Friday, July 6, 2018
The International Monetary Fund has recommended that the United States raise indirect taxes to boost revenues, to offset the cost of recent tax cuts and spending increases.
In its latest report on the US economy, published July 3, the IMF said that the combination of lost revenue from the Tax Cuts and Jobs Act and the approved increase in spending "will create a significant increase in the fiscal deficit in the next few years."
"The Tax Cuts and Jobs Act contains many positive changes but these come with a high budgetary price tag. Many of the objectives of the Tax Cuts and Jobs Act could be better achieved by replacing lost revenues with increases in indirect taxes," the report said.
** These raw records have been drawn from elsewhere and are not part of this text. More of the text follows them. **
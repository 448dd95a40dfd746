//! The blocking step loop.

use std::sync::Arc;

use futures::StreamExt;

use super::prompt::prepare_request;
use super::step::{StepCollector, StepLoop};
use super::{GenerateTextConfig, GenerateTextResult};
use crate::merge::merge;
use crate::tool::ToolRegistry;
use crate::{DynLanguageModel, Error, ModelRequest, ModelStream, response_into_parts};

/// Runs the step loop to completion with non-streaming model calls.
///
/// Each step sends the transcript so far, runs the tools the model calls
/// (concurrently, through [`merge`]) and decides whether to go again:
/// tool results are fed back when every call got one, and with
/// [`continue_steps`](GenerateTextConfig::continue_steps) a response cut
/// off by the token limit is continued in the same assistant message. The
/// loop never makes more than [`max_steps`](GenerateTextConfig::max_steps)
/// model calls.
///
/// # Errors
///
/// - [`Error::InvalidArgument`] for `max_steps < 1` and
///   [`Error::InvalidPrompt`] for a malformed history, before any call.
/// - The model's error (wrapped by the retry policy) when a call fails.
/// - [`Error::Cancelled`] when the config's token fires.
///
/// Tool failures and calls to undeclared tools are not errors here; see
/// [`StepResult::tool_results`](super::StepResult::tool_results) and
/// [`StepResult::errors`](super::StepResult::errors).
///
/// ```rust,no_run
/// use std::sync::Arc;
/// use stepflow::{GenerateTextConfig, Message, ModelRequest, ToolRegistry, generate_text};
///
/// # async fn example(model: &dyn stepflow::DynLanguageModel) -> Result<(), stepflow::Error> {
/// let request = ModelRequest {
///     messages: vec![Message::user("What is 2 + 3?")],
///     ..Default::default()
/// };
/// let config = GenerateTextConfig { max_steps: 3, ..Default::default() };
/// let result = generate_text(model, Arc::new(ToolRegistry::new()), request, config).await?;
/// println!("{} ({} steps)", result.text, result.steps.len());
/// # Ok(())
/// # }
/// ```
pub async fn generate_text(
    model: &dyn DynLanguageModel,
    tools: Arc<ToolRegistry>,
    request: ModelRequest,
    config: GenerateTextConfig,
) -> Result<GenerateTextResult, Error> {
    config.validate()?;
    let mut request = prepare_request(request, &tools)?;
    request.cancel = Some(config.cancel.clone());

    let mut state = StepLoop::new(std::mem::take(&mut request.messages));
    loop {
        if config.cancel.is_cancelled() {
            return Err(Error::Cancelled);
        }
        tracing::debug!(
            step = state.step_number(),
            step_type = ?state.step_type,
            messages = state.messages.len(),
            "step started"
        );

        let step_request = ModelRequest {
            messages: state.messages.clone(),
            ..request.clone()
        };
        let response = config
            .retry
            .execute(&config.cancel, || model.generate_boxed(&step_request))
            .await?;

        let mut collected = StepCollector {
            warnings: response.warnings.clone(),
            ..StepCollector::default()
        };
        let upstream: ModelStream = Box::pin(futures::stream::iter(
            response_into_parts(response).into_iter().map(Ok),
        ));
        let mut merged = merge(
            upstream,
            Arc::clone(&tools),
            config.merge_config(false),
            config.cancel.clone(),
        );
        while let Some(part) = merged.next().await {
            collected.absorb(&part);
        }
        if config.cancel.is_cancelled() {
            return Err(Error::Cancelled);
        }

        let next = state.next_step_type(&collected, &config);
        let step_text = state.shape_text(&collected.text, next).to_owned();
        let step = state.commit(collected, step_text, next, &config);
        tracing::debug!(
            finish_reason = ?step.finish_reason,
            tool_calls = step.tool_calls.len(),
            next = ?next,
            "step finished"
        );

        if next.is_none() {
            return Ok(state.into_result());
        }
    }
}
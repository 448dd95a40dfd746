//! Streaming object generation.

use std::pin::Pin;
use std::sync::Arc;
use std::task::{Context, Poll};

use futures::{Stream, StreamExt};
use serde_json::Value;
use tokio::io::{AsyncWrite, AsyncWriteExt};
use tokio::sync::mpsc;

use super::config::JSON_TOOL_NAME;
use super::{GenerateObjectConfig, Materializer, MaterializerEvent, ObjectMode, OutputStrategy};
use crate::deferred::{Deferred, Resolver, deferred};
use crate::{
    DynLanguageModel, Error, FinishReason, ModelRequest, ResponseMetadata, StreamPart, Usage,
};

/// One event of an [`ObjectStream`].
#[derive(Debug, Clone)]
#[non_exhaustive]
pub enum ObjectStreamPart {
    /// A new partial value. In array mode, the elements completed so far.
    Object(Value),
    /// Raw JSON text as the model produced it.
    TextDelta(String),
    /// The model finished.
    Finish {
        /// Why the model stopped.
        finish_reason: FinishReason,
        /// Token counts for the call.
        usage: Usage,
        /// Response identity.
        response: ResponseMetadata,
    },
    /// A transport or provider failure.
    Error(Arc<Error>),
}

/// Handle returned by [`stream_object`].
///
/// The part stream and the final [`object`](Self::object) are
/// independent: partial values keep flowing even when the final value
/// later fails validation, and only awaiting `object` reports that
/// failure.
#[derive(Debug)]
pub struct ObjectStream {
    parts: mpsc::UnboundedReceiver<ObjectStreamPart>,
    /// The fully validated value.
    pub object: Deferred<Value>,
    /// Token counts for the call.
    pub usage: Deferred<Usage>,
    /// Response identity.
    pub response: Deferred<ResponseMetadata>,
}

impl Stream for ObjectStream {
    type Item = ObjectStreamPart;

    fn poll_next(mut self: Pin<&mut Self>, cx: &mut Context<'_>) -> Poll<Option<Self::Item>> {
        self.parts.poll_recv(cx)
    }
}

impl ObjectStream {
    /// Only the partial values.
    pub fn partial_object_stream(&mut self) -> impl Stream<Item = Value> + '_ {
        self.filter_map(|part| {
            futures::future::ready(match part {
                ObjectStreamPart::Object(value) => Some(value),
                _ => None,
            })
        })
    }

    /// Each array element once, as soon as it is complete.
    ///
    /// Only meaningful for [`OutputStrategy::Array`]; other strategies
    /// yield nothing.
    pub fn element_stream(&mut self) -> impl Stream<Item = Value> + '_ {
        let mut seen = 0;
        self.partial_object_stream().flat_map(move |value| {
            let fresh = match value {
                Value::Array(items) if items.len() > seen => {
                    let fresh = items[seen..].to_vec();
                    seen = items.len();
                    fresh
                }
                _ => Vec::new(),
            };
            futures::stream::iter(fresh)
        })
    }

    /// Only the raw JSON text.
    pub fn text_stream(&mut self) -> impl Stream<Item = String> + '_ {
        self.filter_map(|part| {
            futures::future::ready(match part {
                ObjectStreamPart::TextDelta(text) => Some(text),
                _ => None,
            })
        })
    }

    /// Writes the raw JSON text to `sink` and flushes it at the end.
    pub async fn pipe_text_to<W>(&mut self, sink: &mut W) -> Result<(), Error>
    where
        W: AsyncWrite + Unpin,
    {
        let mut text = self.text_stream();
        while let Some(delta) = text.next().await {
            sink.write_all(delta.as_bytes()).await?;
        }
        sink.flush().await?;
        Ok(())
    }
}

/// Streams a value of the strategy's shape as it is generated.
///
/// The request is prepared as in [`generate_object`](super::generate_object)
/// and sent once; `max_attempts` does not apply. Text (or, in tool mode,
/// the `json` tool's argument fragments) runs through a [`Materializer`]
/// and every change of the visible value becomes an
/// [`Object`](ObjectStreamPart::Object) part. When the model finishes,
/// [`usage`](ObjectStream::usage) and [`response`](ObjectStream::response)
/// resolve and the buffer is validated in full to settle
/// [`object`](ObjectStream::object).
///
/// Failures before the stream opens end the part stream with an
/// [`Error`](ObjectStreamPart::Error) and reject every handle.
///
/// # Panics
///
/// Panics when called outside a tokio runtime.
///
/// ```rust,no_run
/// use std::sync::Arc;
/// use futures::StreamExt;
/// use stepflow::object::{GenerateObjectConfig, OutputStrategy, stream_object};
/// use stepflow::{JsonSchema, Message, ModelRequest};
///
/// # async fn example(model: Arc<dyn stepflow::DynLanguageModel>) -> Result<(), stepflow::Error> {
/// let schema = JsonSchema::new(serde_json::json!({
///     "type": "object",
///     "properties": { "name": { "type": "string" } },
///     "required": ["name"]
/// }));
/// let request = ModelRequest {
///     messages: vec![Message::user("Invent a hero")],
///     ..Default::default()
/// };
/// let mut stream = stream_object(
///     model,
///     OutputStrategy::array(&schema)?,
///     request,
///     GenerateObjectConfig::default(),
/// );
/// let mut heroes = stream.element_stream();
/// while let Some(hero) = heroes.next().await {
///     println!("{hero}");
/// }
/// # Ok(())
/// # }
/// ```
pub fn stream_object(
    model: Arc<dyn DynLanguageModel>,
    strategy: OutputStrategy,
    request: ModelRequest,
    config: GenerateObjectConfig,
) -> ObjectStream {
    let (tx, parts) = mpsc::unbounded_channel();
    let (object_tx, object) = deferred();
    let (usage_tx, usage) = deferred();
    let (response_tx, response) = deferred();

    tokio::spawn(async move {
        let handles = Handles {
            object: object_tx,
            usage: usage_tx,
            response: response_tx,
        };
        match drive(model.as_ref(), strategy, request, &config, &tx).await {
            Ok(outcome) => {
                let _ = tx.send(ObjectStreamPart::Finish {
                    finish_reason: outcome.finish_reason,
                    usage: outcome.usage,
                    response: outcome.response.clone(),
                });
                handles.usage.resolve(outcome.usage);
                handles.response.resolve(outcome.response);
                if let Err(e) = &outcome.object {
                    tracing::debug!(error = %e, "final object rejected");
                }
                handles.object.settle(outcome.object);
            }
            Err(e) => {
                tracing::debug!(error = %e, "object stream failed");
                let _ = tx.send(ObjectStreamPart::Error(Arc::new(e.replicate())));
                handles.usage.reject(e.replicate());
                handles.response.reject(e.replicate());
                handles.object.reject(e);
            }
        }
    });

    ObjectStream {
        parts,
        object,
        usage,
        response,
    }
}

struct Handles {
    object: Resolver<Value>,
    usage: Resolver<Usage>,
    response: Resolver<ResponseMetadata>,
}

struct Outcome {
    object: Result<Value, Error>,
    finish_reason: FinishReason,
    usage: Usage,
    response: ResponseMetadata,
}

async fn drive(
    model: &dyn DynLanguageModel,
    strategy: OutputStrategy,
    request: ModelRequest,
    config: &GenerateObjectConfig,
    tx: &mpsc::UnboundedSender<ObjectStreamPart>,
) -> Result<Outcome, Error> {
    let request = config.prepare(request, &strategy, &model.metadata())?;
    let mut upstream = config
        .retry
        .execute(&config.cancel, || model.stream_boxed(&request))
        .await?;

    let send = |part: ObjectStreamPart| {
        let _ = tx.send(part);
    };
    let mut materializer = Materializer::new(strategy);
    let feed = |delta: &str, materializer: &mut Materializer| {
        if delta.is_empty() {
            return;
        }
        send(ObjectStreamPart::TextDelta(delta.to_owned()));
        if let MaterializerEvent::Partial { value, .. } = materializer.feed(delta) {
            send(ObjectStreamPart::Object(value));
        }
    };

    let mut finish_reason = FinishReason::Unknown;
    let mut usage = Usage::default();
    let mut response = ResponseMetadata::default();
    loop {
        let item = tokio::select! {
            biased;
            () = config.cancel.cancelled() => {
                tracing::debug!("object stream cancelled");
                return Err(Error::Cancelled);
            }
            item = upstream.next() => item,
        };
        let Some(item) = item else { break };

        match item {
            Ok(StreamPart::TextDelta(text)) if config.mode == ObjectMode::Json => {
                feed(&text, &mut materializer);
            }
            Ok(StreamPart::ToolCallDelta {
                name, args_delta, ..
            }) if config.mode == ObjectMode::Tool && name == JSON_TOOL_NAME => {
                feed(&args_delta, &mut materializer);
            }
            Ok(StreamPart::ToolCall(call))
                if config.mode == ObjectMode::Tool
                    && call.name == JSON_TOOL_NAME
                    && materializer.text().is_empty() =>
            {
                feed(&call.arguments.to_string(), &mut materializer);
            }
            Ok(StreamPart::ResponseMetadata(meta)) => response.merge(meta),
            Ok(StreamPart::Finish {
                reason,
                usage: step_usage,
            }) => {
                finish_reason = reason;
                usage = step_usage;
            }
            Ok(StreamPart::Error { message }) => {
                send(ObjectStreamPart::Error(Arc::new(Error::Provider {
                    code: "stream_error".into(),
                    message,
                    retryable: false,
                })));
            }
            Err(e) => send(ObjectStreamPart::Error(Arc::new(e))),
            Ok(_) => {}
        }
    }

    Ok(Outcome {
        object: materializer.finish(),
        finish_reason,
        usage,
        response,
    })
}
//! Tool handler trait and closure-backed implementations.

use std::future::Future;
use std::pin::Pin;

use serde_json::Value;
use tokio_util::sync::CancellationToken;

use super::ToolError;
use crate::ToolDefinition;

/// Per-execution context handed to a tool.
#[derive(Debug, Clone)]
pub struct ToolContext {
    /// Id of the tool call being answered.
    pub call_id: String,
    /// Cancelled when the surrounding call is cancelled. Tools decide
    /// whether to stop early; nothing is force-killed.
    pub cancel: CancellationToken,
}

/// A tool the model can invoke, with an executor attached.
///
/// Implement this trait for tools that need state. For simple tools, wrap
/// a closure with [`super::tool_fn`] or [`super::tool_fn_with_ctx`].
///
/// Tools without an executor are declared through
/// [`ToolRegistry::declare`](super::ToolRegistry::declare) instead; their
/// calls are surfaced to the caller and never produce a result.
///
/// The trait is object-safe (boxed futures) so handlers can be stored as
/// `Arc<dyn ToolHandler>`.
///
/// # Example
///
/// ```rust
/// use stepflow::tool::{ToolContext, ToolError, ToolHandler};
/// use stepflow::{JsonSchema, ToolDefinition};
/// use serde_json::{json, Value};
/// use std::future::Future;
/// use std::pin::Pin;
///
/// struct Clock;
///
/// impl ToolHandler for Clock {
///     fn definition(&self) -> ToolDefinition {
///         ToolDefinition {
///             name: "now".into(),
///             description: "Current time".into(),
///             parameters: JsonSchema::new(json!({"type": "object"})),
///         }
///     }
///
///     fn execute<'a>(
///         &'a self,
///         _input: Value,
///         ctx: &'a ToolContext,
///     ) -> Pin<Box<dyn Future<Output = Result<Value, ToolError>> + Send + 'a>> {
///         Box::pin(async move { Ok(json!({"call": ctx.call_id, "time": "12:00"})) })
///     }
/// }
/// ```
pub trait ToolHandler: Send + Sync {
    /// The tool's name, description and parameter schema.
    fn definition(&self) -> ToolDefinition;

    /// Runs the tool with already-validated JSON arguments.
    fn execute<'a>(
        &'a self,
        input: Value,
        ctx: &'a ToolContext,
    ) -> Pin<Box<dyn Future<Output = Result<Value, ToolError>> + Send + 'a>>;
}

/// A tool handler backed by an async closure that receives the context.
///
/// Created via [`super::tool_fn_with_ctx`].
pub struct FnToolHandler<F> {
    pub(crate) definition: ToolDefinition,
    pub(crate) handler: F,
}

impl<F> std::fmt::Debug for FnToolHandler<F> {
    fn fmt(&self, f: &mut std::fmt::Formatter<'_>) -> std::fmt::Result {
        f.debug_struct("FnToolHandler")
            .field("name", &self.definition.name)
            .finish_non_exhaustive()
    }
}

impl<F, Fut, O> ToolHandler for FnToolHandler<F>
where
    F: for<'c> Fn(Value, &'c ToolContext) -> Fut + Send + Sync,
    Fut: Future<Output = Result<O, ToolError>> + Send + 'static,
    O: Into<Value> + Send + 'static,
{
    fn definition(&self) -> ToolDefinition {
        self.definition.clone()
    }

    fn execute<'a>(
        &'a self,
        input: Value,
        ctx: &'a ToolContext,
    ) -> Pin<Box<dyn Future<Output = Result<Value, ToolError>> + Send + 'a>> {
        let fut = (self.handler)(input, ctx);
        Box::pin(async move { fut.await.map(Into::into) })
    }
}

/// A tool handler without context, created by [`super::tool_fn`].
pub struct NoCtxToolHandler<F> {
    pub(crate) definition: ToolDefinition,
    pub(crate) handler: F,
}

impl<F> std::fmt::Debug for NoCtxToolHandler<F> {
    fn fmt(&self, f: &mut std::fmt::Formatter<'_>) -> std::fmt::Result {
        f.debug_struct("NoCtxToolHandler")
            .field("name", &self.definition.name)
            .finish_non_exhaustive()
    }
}

impl<F, Fut, O> ToolHandler for NoCtxToolHandler<F>
where
    F: Fn(Value) -> Fut + Send + Sync,
    Fut: Future<Output = Result<O, ToolError>> + Send + 'static,
    O: Into<Value> + Send + 'static,
{
    fn definition(&self) -> ToolDefinition {
        self.definition.clone()
    }

    fn execute<'a>(
        &'a self,
        input: Value,
        _ctx: &'a ToolContext,
    ) -> Pin<Box<dyn Future<Output = Result<Value, ToolError>> + Send + 'a>> {
        let fut = (self.handler)(input);
        Box::pin(async move { fut.await.map(Into::into) })
    }
}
The report echoed the IMF's previous commentaries on the tax reform measures, particulary with respect to corporate and international tax changes, suggesting that a higher tax rate on unrepatriated profits should be imposed, that the business tax should be reformulated as a cashflow tax, and that the international provisions should be redesigned to impose a minimum tax on low-tax jurisdictions and to avoid giving more favorable treatment to exports than to imports and domestic sales.
Last month's concluding statement of the 2018 IMF mission to the US noted that the reduction in the statutory corporate tax rate to near the OECD average and enhanced expensing provisions will help incentivize investment and lessen the motivations behind base erosion and profit shifting behaviors.
However, the IMF was also critical of the new 20 percent deduction on pass-through business income, which it argued has created a significant opportunity for tax avoidance by individuals on high incomes.
The IMF also said that there is scope to strengthen the design of various of the international provisions in the TCJA, particularly with respect to anti-profit shifting regimes, including the Global Intangible Low Taxed Income (GILTI) and Foreign Derived Intangible Income (FDII) rules, and the Base Erosion Anti-Abuse Tax (BEAT).